After my IMPACT class, I went from being complacent about my boundaries being crossed to a feeling of “How dare you?!”  I felt incredulous that anyone would take from me something that is mine by right.  Whether it was my right to speak up and say what I wanted, my right to dictate who touched me and when or how, or my right to feel safe in my own body – I felt the imposition of that person’s (or society’s/media’s) will over my own as truly outrageous.

It was – and is – that sense of indignation or outrage that helps us change things.  Without that sense, we don’t know how much something needs to change and how ready we are to change it.

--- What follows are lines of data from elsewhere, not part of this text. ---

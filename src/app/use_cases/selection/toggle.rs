//! Use-Case: Selektion umschalten und abhängigen Zustand abgleichen.

use crate::app::state::ManipulatorState;
use crate::app::AppState;
use crate::core::{EditError, EntityKind, EntityRef, RemovalReport};

/// Schaltet die Selektion eines Objekts um.
///
/// - `multi_select = false`: Selektion der Art leeren, dann nur das Objekt selektieren
/// - `multi_select = true`: Objekt hinzufügen oder, falls bereits selektiert, entfernen
///
/// Danach werden Manipulator und Positions-Panel an die neue Selektion angeglichen.
pub fn toggle_select(
    state: &mut AppState,
    target: EntityRef,
    multi_select: bool,
) -> Result<(), EditError> {
    if !state.scene.contains(target.kind, target.id) {
        return Err(EditError::NotFound {
            kind: target.kind,
            id: target.id,
        });
    }

    let set = state.selection.set_mut(target.kind);
    let now_selected = if multi_select {
        if set.shift_remove(&target.id) {
            false
        } else {
            set.insert(target.id);
            true
        }
    } else {
        set.clear();
        set.insert(target.id);
        true
    };

    log::debug!(
        "{} {} {} ({} selektiert)",
        target.kind,
        target.id,
        if now_selected { "selektiert" } else { "abgewählt" },
        state.selection.count(target.kind)
    );

    if target.kind.has_position() && now_selected {
        state.editor.position_panel = Some(target);
    }
    sync_manipulator(state, Some(target.kind));
    Ok(())
}

/// Hebt die Selektion einer Art auf (`None` = alle Arten).
pub fn clear_selection(state: &mut AppState, kind: Option<EntityKind>) {
    match kind {
        Some(kind) => state.selection.set_mut(kind).clear(),
        None => {
            for kind in EntityKind::ALL {
                state.selection.set_mut(kind).clear();
            }
        }
    }
    sync_manipulator(state, kind);
}

/// Entfernt direkt und kaskadiert gelöschte Objekte aus allen Selektionen.
pub fn forget_removed(state: &mut AppState, kind: EntityKind, report: &RemovalReport) {
    state
        .selection
        .remove_ids(kind, report.removed.iter().copied());
    state.selection.remove_ids(
        EntityKind::Connection,
        report.cascaded_connections.iter().copied(),
    );
    for cursor in [kind, EntityKind::Connection] {
        *state.editor.cursor_mut(cursor) = None;
    }
    sync_manipulator(state, Some(kind));
}

/// Gleicht den Zustand nach Undo/Redo an die wiederhergestellte Selektion an.
pub fn sync_after_restore(state: &mut AppState) {
    let scene = std::sync::Arc::clone(&state.scene);
    for kind in EntityKind::ALL {
        state
            .selection
            .set_mut(kind)
            .retain(|id| scene.contains(kind, *id));
    }
    sync_manipulator(state, None);
}

/// Hängt den Manipulator je Art genau dann an, wenn genau ein Objekt selektiert ist,
/// und hält das Positions-Panel auf einem selektierten Objekt.
///
/// `touched` ist die zuletzt geänderte Art; sie wird bei Anhängung zum aktiven Griff.
pub fn sync_manipulator(state: &mut AppState, touched: Option<EntityKind>) {
    let point = state.selection.single(EntityKind::Point);
    let forcefield = state.selection.single(EntityKind::Forcefield);
    let attached = |kind: &EntityKind| match kind {
        EntityKind::Point => point.is_some(),
        EntityKind::Forcefield => forcefield.is_some(),
        EntityKind::Connection => false,
    };
    let active = touched
        .filter(attached)
        .or(state.editor.manipulator.active.filter(attached))
        .or_else(|| {
            [EntityKind::Point, EntityKind::Forcefield]
                .into_iter()
                .find(attached)
        });
    state.editor.manipulator = ManipulatorState {
        point,
        forcefield,
        active,
    };

    if let Some(drag) = state.editor.drag {
        if state.editor.manipulator.attached() != Some(drag.target) {
            state.editor.drag = None;
        }
    }

    refresh_position_panel(state);
}

/// Panel-Ziel bleibt, solange es selektiert ist; sonst zuletzt selektiertes Objekt
/// derselben Art, sonst das einer anderen positionierbaren Art.
fn refresh_position_panel(state: &mut AppState) {
    if let Some(target) = state.editor.position_panel {
        if state.selection.is_selected(target) {
            return;
        }
    }
    let preferred = state
        .editor
        .position_panel
        .map(|t| t.kind)
        .unwrap_or(EntityKind::Point);
    let fallback_order = [preferred, EntityKind::Point, EntityKind::Forcefield];
    state.editor.position_panel = fallback_order.iter().find_map(|&kind| {
        state
            .selection
            .set(kind)
            .last()
            .map(|&id| EntityRef { kind, id })
    });
}

#[cfg(test)]
mod tests {
    use super::*;
    use crate::app::AppState;
    use glam::Vec3;

    fn state_with(points: usize, forcefields: usize) -> (AppState, Vec<u64>, Vec<u64>) {
        let mut state = AppState::new();
        let scene = state.scene_mut();
        let p: Vec<u64> = (0..points)
            .map(|i| scene.add_point(Vec3::new(i as f32 * 10.0, 0.0, 0.0)))
            .collect();
        let f: Vec<u64> = (0..forcefields)
            .map(|i| {
                scene
                    .add_forcefield(Vec3::new(i as f32 * 10.0, 50.0, 0.0), 20.0)
                    .expect("gültiger Durchmesser")
            })
            .collect();
        (state, p, f)
    }

    #[test]
    fn plain_click_twice_selects_exactly_once() {
        let (mut state, p, _) = state_with(2, 0);
        toggle_select(&mut state, EntityRef::point(p[0]), false).expect("vorhanden");
        toggle_select(&mut state, EntityRef::point(p[0]), false).expect("vorhanden");
        assert_eq!(state.selection.points.len(), 1);
        assert!(state.selection.points.contains(&p[0]));
    }

    #[test]
    fn plain_click_replaces_selection_of_same_kind_only() {
        let (mut state, p, f) = state_with(2, 1);
        toggle_select(&mut state, EntityRef::forcefield(f[0]), false).expect("vorhanden");
        toggle_select(&mut state, EntityRef::point(p[0]), false).expect("vorhanden");
        toggle_select(&mut state, EntityRef::point(p[1]), false).expect("vorhanden");

        assert_eq!(state.selection.points.iter().copied().collect::<Vec<_>>(), vec![p[1]]);
        assert!(state.selection.forcefields.contains(&f[0]));
    }

    #[test]
    fn shift_toggle_is_its_own_inverse() {
        let (mut state, p, _) = state_with(3, 0);
        toggle_select(&mut state, EntityRef::point(p[0]), true).expect("vorhanden");
        let before = state.selection.clone();

        toggle_select(&mut state, EntityRef::point(p[2]), true).expect("vorhanden");
        toggle_select(&mut state, EntityRef::point(p[2]), true).expect("vorhanden");
        assert_eq!(state.selection, before);

        toggle_select(&mut state, EntityRef::point(p[0]), true).expect("vorhanden");
        assert!(state.selection.points.is_empty());
    }

    #[test]
    fn manipulator_attaches_only_for_single_selection() {
        let (mut state, p, f) = state_with(2, 2);

        toggle_select(&mut state, EntityRef::point(p[0]), true).expect("vorhanden");
        assert_eq!(state.editor.manipulator.point, Some(p[0]));

        toggle_select(&mut state, EntityRef::point(p[1]), true).expect("vorhanden");
        assert_eq!(state.editor.manipulator.point, None);

        toggle_select(&mut state, EntityRef::forcefield(f[1]), true).expect("vorhanden");
        assert_eq!(state.editor.manipulator.forcefield, Some(f[1]));
        assert_eq!(
            state.editor.manipulator.attached(),
            Some(EntityRef::forcefield(f[1]))
        );

        toggle_select(&mut state, EntityRef::point(p[1]), true).expect("vorhanden");
        assert_eq!(state.editor.manipulator.point, Some(p[0]));
        assert_eq!(state.editor.manipulator.attached(), Some(EntityRef::point(p[0])));
    }

    #[test]
    fn unknown_entity_is_rejected_without_change() {
        let (mut state, _, _) = state_with(1, 0);
        let before = state.selection.clone();
        assert!(toggle_select(&mut state, EntityRef::point(999), false).is_err());
        assert_eq!(state.selection, before);
    }

    #[test]
    fn position_panel_follows_selection() {
        let (mut state, p, _) = state_with(2, 0);
        toggle_select(&mut state, EntityRef::point(p[0]), true).expect("vorhanden");
        toggle_select(&mut state, EntityRef::point(p[1]), true).expect("vorhanden");
        assert_eq!(state.editor.position_panel, Some(EntityRef::point(p[1])));

        toggle_select(&mut state, EntityRef::point(p[1]), true).expect("vorhanden");
        assert_eq!(state.editor.position_panel, Some(EntityRef::point(p[0])));

        clear_selection(&mut state, None);
        assert_eq!(state.editor.position_panel, None);
        assert_eq!(state.editor.manipulator.attached(), None);
    }

    #[test]
    fn clearing_one_kind_keeps_others() {
        let (mut state, p, f) = state_with(1, 1);
        toggle_select(&mut state, EntityRef::point(p[0]), false).expect("vorhanden");
        toggle_select(&mut state, EntityRef::forcefield(f[0]), false).expect("vorhanden");

        clear_selection(&mut state, Some(EntityKind::Forcefield));
        assert!(state.selection.forcefields.is_empty());
        assert_eq!(state.editor.manipulator.attached(), Some(EntityRef::point(p[0])));
    }
}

I certainly don’t want to live with outrage as a constant sensation or feeling, but that spark is so useful for making the changes, saying what I need, or removing myself from a situation.  It is what precipitates everything that makes it better and gives us a sense of peace again.

It’s rare that I feel it so strongly anymore myself, because I have adjusted the major areas in my life so that I am more comfortable and am treated the way I need to be most of the time.

So, it’s educational and refreshing when I’m coaching students in class and I feel the “How Dare You” on their behalf.  It reminds me that this is the place where change starts.  This is where we begin to get what we need.  Whether it is an outside force or our “inner assailant” crossing our boundaries, the only appropriate and natural response is to say, “How dare you?”  When we are able to hear that voice, change is possible.

The Laws of Nature

There are certain laws of the natural world.

• What goes up, must come down.
• If you touch something hot, you will pull your hand away.
• If someone tries to harm me or someone I love, _________.

It’s only natural.

Protecting each other and ourselves is natural.  Unnecessary aggression and revenge are not what I am talking about.  However, knowing that we can, deserve to, and will defend ourselves if someone tries to hurt us is acting in accordance with nature.

Unfortunately, the laws that our society operates upon do not always mesh well with the laws of nature.  At the beginning of our classes, we sometimes hear, “I know I should defend myself but I’m not sure I can or I would.”

There is no reason to criticize ourselves for learning from the system in which we were raised.  But it is a broken system in which people learn to freeze, to consider whether it fits their self-image to hurt another person (or their image of a good woman, etc.), to consider the person’s feelings…  It’s not your fault the system’s a little screwy.  And you do not have to continue to live within that framework.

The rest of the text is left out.